Individuals of the same chronological age exhibit disparate rates of biological ageing. Consequently, a number of methodologies have been proposed to determine biological age and primarily exploit variation at the level of DNA methylation (DNAm). A novel epigenetic clock, termed ‘DNAm GrimAge’ has outperformed its predecessors in predicting the risk of mortality as well as many age-related morbidities. However, the association between DNAm GrimAge and cognitive or neuroimaging phenotypes remains unknown. We explore these associations in the Lothian Birth Cohort 1936 (n= 709, mean age 73 years).
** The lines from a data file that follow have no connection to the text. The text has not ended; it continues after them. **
impl BreakpointManager {
    pub fn new(config: BreakpointConfig, feed: FeedBus) -> Self {
        let state = State::new(config.max_tracked_steps);
        Self {
            config,
            shared: Arc::new(Shared {
                state: Mutex::new(state),
                feed,
            }),
            runtime: Handle::try_current().ok(),
        }
    }

    pub fn suspension_timeout(&self) -> Duration {
        Duration::from_secs(self.config.suspension_timeout_secs)
    }

    // ------------------------------------------------------------------------
    // Breakpoint table
    // ------------------------------------------------------------------------

    pub fn set_breakpoint(
        &self,
        owner: Option<Uuid>,
        pattern: &str,
        condition: Option<&str>,
    ) -> BreakpointResult<Breakpoint> {
        let matcher = compile_pattern(pattern)?;
        let condition = condition
            .map(str::trim)
            .filter(|c| !c.is_empty())
            .map(|c| Expression::parse(c).map_err(BreakpointError::InvalidCondition))
            .transpose()?;

        let breakpoint = Breakpoint {
            id: Uuid::new_v4(),
            pattern: pattern.to_string(),
            condition: condition.as_ref().map(|c| c.source().to_string()),
            enabled: true,
            hit_count: 0,
            owner,
            created_at: Utc::now(),
        };

        let mut state = self.shared.state.lock();
        state.breakpoints.push(BreakpointEntry {
            breakpoint: breakpoint.clone(),
            matcher,
            condition,
        });
        state.stats.breakpoints_set += 1;
        info!(breakpoint_id = %breakpoint.id, pattern = %pattern, "Breakpoint set");
        Ok(breakpoint)
    }

    pub fn remove_breakpoint(&self, id: Uuid) -> BreakpointResult<Breakpoint> {
        let mut state = self.shared.state.lock();
        let index = state
            .breakpoints
            .iter()
            .position(|e| e.breakpoint.id == id)
            .ok_or(BreakpointError::BreakpointNotFound(id))?;
        let entry = state.breakpoints.remove(index);
        state.stats.breakpoints_removed += 1;
        info!(breakpoint_id = %id, "Breakpoint removed");
        Ok(entry.breakpoint)
    }

    pub fn set_enabled(&self, id: Uuid, enabled: bool) -> BreakpointResult<Breakpoint> {
        let mut state = self.shared.state.lock();
        let entry = state
            .breakpoints
            .iter_mut()
            .find(|e| e.breakpoint.id == id)
            .ok_or(BreakpointError::BreakpointNotFound(id))?;
        entry.breakpoint.enabled = enabled;
        debug!(breakpoint_id = %id, enabled, "Breakpoint toggled");
        Ok(entry.breakpoint.clone())
    }

    pub fn get_breakpoint(&self, id: Uuid) -> Option<Breakpoint> {
        self.shared
            .state
            .lock()
            .breakpoints
            .iter()
            .find(|e| e.breakpoint.id == id)
            .map(|e| e.breakpoint.clone())
    }

    pub fn list_breakpoints(&self) -> Vec<Breakpoint> {
        self.shared
            .state
            .lock()
            .breakpoints
            .iter()
            .map(|e| e.breakpoint.clone())
            .collect()
    }

    // ------------------------------------------------------------------------
    // Suspension
    // ------------------------------------------------------------------------

    /// Decide whether a newly observed step must be suspended.
    ///
    /// Armed step requests for the step's trace take precedence over
    /// breakpoints. A step seen a second time is never suspended again.
    pub fn on_step_observed(&self, step: &ExecutionStep) -> Option<SuspensionGate> {
        let mut state = self.shared.state.lock();
        let (first_sighting, forgotten) = state
            .evaluated
            .insert((step.trace_id.clone(), step.id.clone()));
        if forgotten > 0 {
            debug!(forgotten, "Forgot evaluated steps past max_tracked_steps");
        }
        if !first_sighting {
            return None;
        }

        let stepping = match state.step_requests.get(&step.trace_id) {
            Some(StepRequest::Into) => true,
            Some(StepRequest::Over { parent_step_id }) => *parent_step_id == step.parent_step_id,
            None => false,
        };

        let breakpoint_id = if stepping {
            state.step_requests.remove(&step.trace_id);
            None
        } else {
            let mut first = None;
            let mut hits = Vec::new();
            for entry in state.breakpoints.iter_mut().filter(|e| e.matches(step)) {
                entry.breakpoint.hit_count += 1;
                first.get_or_insert(entry.breakpoint.id);
                hits.push((entry.breakpoint.id, entry.breakpoint.hit_count));
            }
            if hits.is_empty() {
                return None;
            }
            state.stats.hits += hits.len() as u64;
            for (breakpoint_id, hit_count) in hits {
                info!(breakpoint_id = %breakpoint_id, step = %step.name, trace_id = %step.trace_id, "Breakpoint hit");
                self.shared.feed.publish(FeedEvent::BreakpointHit {
                    breakpoint_id,
                    trace_id: step.trace_id.clone(),
                    step_id: step.id.clone(),
                    step_name: step.name.clone(),
                    hit_count,
                });
            }
            first
        };

        Some(self.suspend(&mut state, step, breakpoint_id))
    }

    fn suspend(
        &self,
        state: &mut State,
        step: &ExecutionStep,
        breakpoint_id: Option<Uuid>,
    ) -> SuspensionGate {
        let execution = StepExecution {
            id: Uuid::new_v4(),
            breakpoint_id,
            trace_id: step.trace_id.clone(),
            step_id: step.id.clone(),
            step_name: step.name.clone(),
            parent_step_id: step.parent_step_id.clone(),
            context: step.context.clone(),
            state: StepExecutionState::Suspended,
            suspended_at: Utc::now(),
            resolution: None,
        };
        let execution_id = execution.id;
        let (resolver, receiver) = oneshot::channel();
        let timer = CancellationToken::new();

        self.spawn_timer(execution_id, timer.clone());
        state.suspended.insert(
            execution_id,
            Pending {
                execution,
                resolver,
                timer,
            },
        );
        state.stats.suspensions += 1;

        info!(
            execution_id = %execution_id,
            step = %step.name,
            trace_id = %step.trace_id,
            "Step suspended"
        );
        self.shared.feed.publish(FeedEvent::StepSuspended {
            execution_id,
            breakpoint_id,
            trace_id: step.trace_id.clone(),
            step_id: step.id.clone(),
            step_name: step.name.clone(),
        });

        SuspensionGate {
            execution_id,
            receiver,
        }
    }

    fn spawn_timer(&self, execution_id: Uuid, timer: CancellationToken) {
        let Some(runtime) = Handle::try_current().ok().or_else(|| self.runtime.clone()) else {
            warn!(execution_id = %execution_id, "No async runtime; suspension timeout disabled");
            return;
        };
        let shared = Arc::clone(&self.shared);
        let timeout = self.suspension_timeout();
        let timeout_secs = self.config.suspension_timeout_secs;

        runtime.spawn(async move {
            tokio::select! {
                _ = tokio::time::sleep(timeout) => shared.expire(execution_id, timeout_secs),
                _ = timer.cancelled() => {}
            }
        });
    }

    pub fn list_suspended(&self) -> Vec<StepExecution> {
        let mut suspended: Vec<StepExecution> = self
            .shared
            .state
            .lock()
            .suspended
            .values()
            .map(|p| p.execution.clone())
            .collect();
        suspended.sort_by_key(|e| e.suspended_at);
        suspended
    }

    pub fn get_execution(&self, execution_id: Uuid) -> Option<StepExecution> {
        self.shared
            .state
            .lock()
            .suspended
            .get(&execution_id)
            .map(|p| p.execution.clone())
    }

    pub fn resume(&self, execution_id: Uuid) -> BreakpointResult<StepExecution> {
        let mut state = self.shared.state.lock();
        self.shared
            .resolve(&mut state, execution_id, Resolution::Resumed)
            .ok_or(BreakpointError::ExecutionNotFound(execution_id))
    }

    /// Resume and suspend again at the next step of the same trace that
    /// shares this step's parent.
    pub fn step_over(&self, execution_id: Uuid) -> BreakpointResult<StepExecution> {
        self.step(execution_id, Resolution::SteppedOver)
    }

    /// Resume and suspend again at the next step started in the same trace
    pub fn step_into(&self, execution_id: Uuid) -> BreakpointResult<StepExecution> {
        self.step(execution_id, Resolution::SteppedInto)
    }

    fn step(&self, execution_id: Uuid, resolution: Resolution) -> BreakpointResult<StepExecution> {
        let mut state = self.shared.state.lock();
        let pending = state
            .suspended
            .get(&execution_id)
            .ok_or(BreakpointError::ExecutionNotFound(execution_id))?;
        let trace_id = pending.execution.trace_id.clone();
        let request = match resolution {
            Resolution::SteppedOver => StepRequest::Over {
                parent_step_id: pending.execution.parent_step_id.clone(),
            },
            _ => StepRequest::Into,
        };

        state.step_requests.insert(trace_id, request);
        self.shared
            .resolve(&mut state, execution_id, resolution)
            .ok_or(BreakpointError::ExecutionNotFound(execution_id))
    }

    /// Force-resume the suspension of one step, if any
    pub fn force_resume_step(&self, trace_id: &str, step_id: &str, reason: ForcedReason) -> usize {
        let mut state = self.shared.state.lock();
        let ids: Vec<Uuid> = state
            .suspended
            .values()
            .filter(|p| p.execution.trace_id == trace_id && p.execution.step_id == step_id)
            .map(|p| p.execution.id)
            .collect();
        ids.into_iter()
            .filter_map(|id| self.shared.resolve(&mut state, id, Resolution::forced(reason)))
            .count()
    }

    /// Force-resume every suspension of a trace and forget its step state
    pub fn force_resume_trace(&self, trace_id: &str, reason: ForcedReason) -> usize {
        let mut state = self.shared.state.lock();
        let ids: Vec<Uuid> = state
            .suspended
            .values()
            .filter(|p| p.execution.trace_id == trace_id)
            .map(|p| p.execution.id)
            .collect();
        let resolved = ids
            .into_iter()
            .filter_map(|id| self.shared.resolve(&mut state, id, Resolution::forced(reason)))
            .count();
        state.step_requests.remove(trace_id);
        state.evaluated.retain(|(t, _)| t != trace_id);
        resolved
    }

    pub fn force_resume_all(&self, reason: ForcedReason) -> usize {
        let mut state = self.shared.state.lock();
        let ids: Vec<Uuid> = state.suspended.keys().copied().collect();
        let resolved = ids
            .into_iter()
            .filter_map(|id| self.shared.resolve(&mut state, id, Resolution::forced(reason)))
            .count();
        state.step_requests.clear();
        if resolved > 0 {
            info!(count = resolved, reason = ?reason, "Forced resume of all suspended steps");
        }
        resolved
    }

    // ------------------------------------------------------------------------
    // Watches
    // ------------------------------------------------------------------------

    /// Evaluate an expression against a suspended step's context
    pub fn evaluate_watch(&self, execution_id: Uuid, expression: &str) -> BreakpointResult<Value> {
        let expression = Expression::parse(expression)?;
        let state = self.shared.state.lock();
        let pending = state
            .suspended
            .get(&execution_id)
            .ok_or(BreakpointError::ExecutionNotFound(execution_id))?;
        Ok(evaluate_in(&expression, &pending.execution)?)
    }

    pub fn add_watch(&self, session_id: Uuid, expression: &str) -> BreakpointResult<WatchExpression> {
        let parsed = Expression::parse(expression)?;
        let watch = WatchExpression {
            id: Uuid::new_v4(),
            session_id,
            expression: parsed.source().to_string(),
            created_at: Utc::now(),
        };
        self.shared
            .state
            .lock()
            .watches
            .entry(session_id)
            .or_default()
            .push(watch.clone());
        Ok(watch)
    }

    pub fn remove_watch(&self, session_id: Uuid, watch_id: Uuid) -> BreakpointResult<()> {
        let mut state = self.shared.state.lock();
        let watches = state
            .watches
            .get_mut(&session_id)
            .ok_or(BreakpointError::WatchNotFound(watch_id))?;
        let before = watches.len();
        watches.retain(|w| w.id != watch_id);
        if watches.len() == before {
            return Err(BreakpointError::WatchNotFound(watch_id));
        }
        Ok(())
    }

    pub fn list_watches(&self, session_id: Uuid) -> Vec<WatchExpression> {
        self.shared
            .state
            .lock()
            .watches
            .get(&session_id)
            .cloned()
            .unwrap_or_default()
    }

    /// Evaluate all of a session's watches against a suspended step. Each
    /// watch reports its own value or error.
    pub fn evaluate_watches(
        &self,
        session_id: Uuid,
        execution_id: Uuid,
    ) -> BreakpointResult<Vec<WatchResult>> {
        let state = self.shared.state.lock();
        let pending = state
            .suspended
            .get(&execution_id)
            .ok_or(BreakpointError::ExecutionNotFound(execution_id))?;
        let watches = state.watches.get(&session_id).map(Vec::as_slice).unwrap_or(&[]);

        Ok(watches
            .iter()
            .map(|watch| {
                let outcome = Expression::parse(&watch.expression)
                    .and_then(|e| evaluate_in(&e, &pending.execution));
                let (value, error) = match outcome {
                    Ok(value) => (Some(value), None),
                    Err(e) => (None, Some(e)),
                };
                WatchResult {
                    watch_id: watch.id,
                    expression: watch.expression.clone(),
                    value,
                    error,
                }
            })
            .collect())
    }

    pub fn clear_session_watches(&self, session_id: Uuid) -> usize {
        self.shared
            .state
            .lock()
            .watches
            .remove(&session_id)
            .map(|w| w.len())
            .unwrap_or(0)
    }

    pub fn get_stats(&self) -> BreakpointStats {
        let state = self.shared.state.lock();
        let mut stats = state.stats.clone();
        stats.active_breakpoints = state.breakpoints.iter().filter(|e| e.breakpoint.enabled).count();
        stats.currently_suspended = state.suspended.len();
        stats.watches = state.watches.values().map(Vec::len).sum();
        stats
    }
}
Higher DNAm GrimAge was strongly associated with all-cause mortality over the eighth decade (Hazard Ratio per standard deviation increase in GrimAge: 1.81, P< 2.0 × 10−16). Higher DNAm GrimAge was associated with lower age 11 IQ (β= −0.11), lower age 73 general cognitive ability (β= −0.18), decreased brain volume (β= −0.25) and increased brain white matter hyperintensities (β= 0.17). There was tentative evidence for a longitudinal association between DNAm GrimAge and cognitive decline from age 70 to 79. Sixty-nine of 137 health- and brain-related phenotypes tested were significantly associated with GrimAge. Adjusting all models for childhood intelligence attenuated to non-significance a small number of associations (12/69 associations; 6 of which were cognitive traits), but not the association with general cognitive ability (33.9% attenuation). Higher DNAm GrimAge associates with lower cognitive ability and brain vascular lesions in older age, independently of early-life cognitive ability. This epigenetic predictor of mortality associates with different measures of brain health and may aid in the prediction of age-related cognitive decline.